Other sources, though, claim that the Norn language lasted even longer on the remote island of Foula (from Old Norse fugl-ey, ‘bird-island’ – there is also an island called Fugloy in the Faroes). Foula lies 20 miles out into the Atlantic, to the west of the rest of the Shetland archipelago.

Orkney and Shetland – the Northern Isles – were essentially part of Norway until 1468-9, but then the Danish-Norwegian monarchy handed them over to Scotland in lieu of a dowry for Princess Margaret of Denmark on the occasion of her marriage to the Scottish King James III. A process of ‘Scotticisation’ then very gradually set in. Scottish law rather than Scandinavian law started being enforced in 1611; immigration from Scotland increased; and the Scots language began to be used in church – the Society for the Propagation of Christian Knowledge and their schools are often blamed for accelerating the death of Norn. By 1700 there were very few monolingual Norn speakers left.

The modern dialect of Shetland is a dialect of Scots, but large numbers of Norn words have survived in it. Many seabirds, for instance, are still referred to by their Norn names. A longie is a guillemot, from Old Norse langvé (the Modern Norwegian is lomvi); a maa is a seagull (the Old Norse was már); a shalder is an oyster catcher, from Old Norse tjaldr (tjeld in Modern Norwegian); and a skarf is a cormorant, from Old Norse skarfr (the Modern Norwegian is skarv). Other everyday Norn words survive: de haaf means ‘the deep sea’, from Old Norse haf, ‘ocean’, Modern Norwegian, hav; and bigg signifies ‘to build’ (the modern Icelandic is byggja).

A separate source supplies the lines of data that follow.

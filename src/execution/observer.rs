use std::fmt;
use std::sync::atomic::{AtomicU64, AtomicUsize, Ordering};
use std::time::Duration;

use crate::types::TypeTag;

/// Events emitted by the [`super::ProfilingEngine`] during a run.
#[derive(Debug, Clone)]
pub enum ProfilingEvent {
    RunStarted {
        columns: usize,
    },
    ThrottleWaited {
        duration: Duration,
    },
    ColumnStarted {
        index: usize,
        name: String,
        rows: usize,
    },
    ColumnFinished {
        index: usize,
        name: String,
        dominant_type: TypeTag,
        confidence_pct: f64,
    },
    RunFinished {
        elapsed: Duration,
        metrics: ProfilingMetricsSnapshot,
    },
}

/// Observer hook for profiling events.
///
/// Column events are delivered from worker threads, possibly concurrently.
pub trait ProfilingObserver: Send + Sync {
    fn on_event(&self, event: &ProfilingEvent);
}

/// Forwards profiling events to `tracing`.
///
/// Run boundaries are logged at `info`, per-column events at `debug`.
#[derive(Debug, Default)]
pub struct TracingProfilingObserver;

impl ProfilingObserver for TracingProfilingObserver {
    fn on_event(&self, event: &ProfilingEvent) {
        match event {
            ProfilingEvent::RunStarted { columns } => {
                tracing::info!(columns, "profiling run started");
            }
            ProfilingEvent::ThrottleWaited { duration } => {
                tracing::debug!(?duration, "waited for column slot");
            }
            ProfilingEvent::ColumnStarted { index, name, rows } => {
                tracing::debug!(index, column = %name, rows, "column started");
            }
            ProfilingEvent::ColumnFinished {
                index,
                name,
                dominant_type,
                confidence_pct,
            } => {
                tracing::debug!(
                    index,
                    column = %name,
                    dominant_type = %dominant_type,
                    confidence_pct,
                    "column finished"
                );
            }
            ProfilingEvent::RunFinished { elapsed, metrics } => {
                tracing::info!(?elapsed, %metrics, "profiling run finished");
            }
        }
    }
}

/// Real-time counters for a profiling run.
///
/// The engine updates these while columns are profiled; callers can snapshot them at any time.
pub struct ProfilingMetrics {
    run_id: AtomicU64,
    elapsed_ns: AtomicU64,

    columns_started: AtomicU64,
    columns_finished: AtomicU64,
    values_classified: AtomicU64,
    nulls_seen: AtomicU64,
    throttle_wait_ns: AtomicU64,

    active_columns: AtomicUsize,
    max_active_columns: AtomicUsize,
}

impl ProfilingMetrics {
    pub fn new() -> Self {
        Self {
            run_id: AtomicU64::new(0),
            elapsed_ns: AtomicU64::new(0),
            columns_started: AtomicU64::new(0),
            columns_finished: AtomicU64::new(0),
            values_classified: AtomicU64::new(0),
            nulls_seen: AtomicU64::new(0),
            throttle_wait_ns: AtomicU64::new(0),
            active_columns: AtomicUsize::new(0),
            max_active_columns: AtomicUsize::new(0),
        }
    }

    /// Reset counters and bump the run id.
    pub fn begin_run(&self) {
        let _ = self.run_id.fetch_add(1, Ordering::SeqCst);
        self.elapsed_ns.store(0, Ordering::SeqCst);
        self.columns_started.store(0, Ordering::SeqCst);
        self.columns_finished.store(0, Ordering::SeqCst);
        self.values_classified.store(0, Ordering::SeqCst);
        self.nulls_seen.store(0, Ordering::SeqCst);
        self.throttle_wait_ns.store(0, Ordering::SeqCst);
        self.active_columns.store(0, Ordering::SeqCst);
        self.max_active_columns.store(0, Ordering::SeqCst);
    }

    pub fn end_run(&self, elapsed: Duration) {
        self.elapsed_ns.store(saturating_nanos(elapsed), Ordering::SeqCst);
    }

    pub fn on_column_start(&self) {
        let _ = self.columns_started.fetch_add(1, Ordering::SeqCst);
        let now = self.active_columns.fetch_add(1, Ordering::SeqCst) + 1;
        let _ = self.max_active_columns.fetch_max(now, Ordering::SeqCst);
    }

    /// Record a finished column with its classified (non-null) and null value counts.
    pub fn on_column_end(&self, classified: usize, nulls: usize) {
        let _ = self.columns_finished.fetch_add(1, Ordering::SeqCst);
        let _ = self.active_columns.fetch_sub(1, Ordering::SeqCst);
        let _ = self
            .values_classified
            .fetch_add(classified as u64, Ordering::SeqCst);
        let _ = self.nulls_seen.fetch_add(nulls as u64, Ordering::SeqCst);
    }

    pub fn on_throttle_wait(&self, d: Duration) {
        let _ = self
            .throttle_wait_ns
            .fetch_add(saturating_nanos(d), Ordering::SeqCst);
    }

    pub fn snapshot(&self) -> ProfilingMetricsSnapshot {
        let elapsed_ns = self.elapsed_ns.load(Ordering::SeqCst);
        let elapsed = (elapsed_ns > 0).then(|| Duration::from_nanos(elapsed_ns));

        ProfilingMetricsSnapshot {
            run_id: self.run_id.load(Ordering::SeqCst),
            elapsed,
            columns_started: self.columns_started.load(Ordering::SeqCst),
            columns_finished: self.columns_finished.load(Ordering::SeqCst),
            values_classified: self.values_classified.load(Ordering::SeqCst),
            nulls_seen: self.nulls_seen.load(Ordering::SeqCst),
            throttle_wait: Duration::from_nanos(self.throttle_wait_ns.load(Ordering::SeqCst)),
            max_active_columns: self.max_active_columns.load(Ordering::SeqCst),
        }
    }
}

impl Default for ProfilingMetrics {
    fn default() -> Self {
        Self::new()
    }
}

fn saturating_nanos(d: Duration) -> u64 {
    d.as_nanos().min(u128::from(u64::MAX)) as u64
}

/// Immutable snapshot of [`ProfilingMetrics`].
#[derive(Debug, Clone, PartialEq, Eq)]
pub struct ProfilingMetricsSnapshot {
    pub run_id: u64,
    pub elapsed: Option<Duration>,
    pub columns_started: u64,
    pub columns_finished: u64,
    pub values_classified: u64,
    pub nulls_seen: u64,
    pub throttle_wait: Duration,
    pub max_active_columns: usize,
}

impl fmt::Display for ProfilingMetricsSnapshot {
    fn fmt(&self, f: &mut fmt::Formatter<'_>) -> fmt::Result {
        write!(
            f,
            "run_id={}, columns={}/{}, values_classified={}, nulls_seen={}, max_active_columns={}, throttle_wait={:?}, elapsed={:?}",
            self.run_id,
            self.columns_finished,
            self.columns_started,
            self.values_classified,
            self.nulls_seen,
            self.max_active_columns,
            self.throttle_wait,
            self.elapsed
        )
    }
}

It is a tragedy that this British Scandinavian language died. But at least some of it survives in the vocabulary of the modern Shetland Scots dialect.

cormorant

A cormorant is not a crow. But the seabird phalacrocorax carbo derives its English name from the Latin word marinus, ‘marine’, preceded by the word corvus, ‘crow’. Corvus marinus became Old French corp-marin, and then cormoran. English speakers then added a t to the word, just as we did with French paysan, ‘peasant’, faisan, ‘pheasant’, and tyran, ‘tyrant’.